Description of the task:
Which lines of the entries contain the word "extractor"? Please list them.

[Opening Data section]

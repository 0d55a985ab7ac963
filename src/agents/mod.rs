//! 审议流程中的各个角色
//!
//! - extractor / normalizer：问题 -> 实体 -> 图谱规范 id
//! - supervisor：每次调用产出一个 Decision
//! - safety / deficiency / recommendation：三个专家，各写自己的结果槽
//! - clarification：歧义实体的外部输入挂起点
//! - synthesis：终态，生成最终回答

pub mod clarification;
pub mod deficiency;
pub mod extractor;
pub mod normalizer;
pub mod recommendation;
pub mod safety;
pub mod supervisor;
pub mod synthesis;

use async_trait::async_trait;

use crate::core::{CheckKind, ConversationState};

pub use clarification::{
    ClarificationRequest, ClarificationResponse, ClarificationStep, Clarifier, NoClarifier,
    ScriptedClarifier,
};
pub use deficiency::DeficiencyAnalyzer;
pub use extractor::EntityExtractor;
pub use normalizer::EntityNormalizer;
pub use recommendation::RecommendationAdvisor;
pub use safety::SafetyChecker;
pub use supervisor::{Requirements, Supervisor, SupervisorSettings};
pub use synthesis::{SynthesisComposer, LOW_CONFIDENCE_DISCLAIMER};

/// 专家：消费状态、写入自己的结果槽后交还
///
/// 专家不返回错误；查询失败体现在结果的 verdict / confidence 上。
#[async_trait]
pub trait Specialist: Send + Sync {
    fn kind(&self) -> CheckKind;

    async fn run(&self, state: ConversationState) -> ConversationState;
}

[Closing Data section]

Task result:
//! - extractor / normalizer：问题 -> 实体 -> 图谱规范 id
pub mod extractor;
pub use extractor::EntityExtractor;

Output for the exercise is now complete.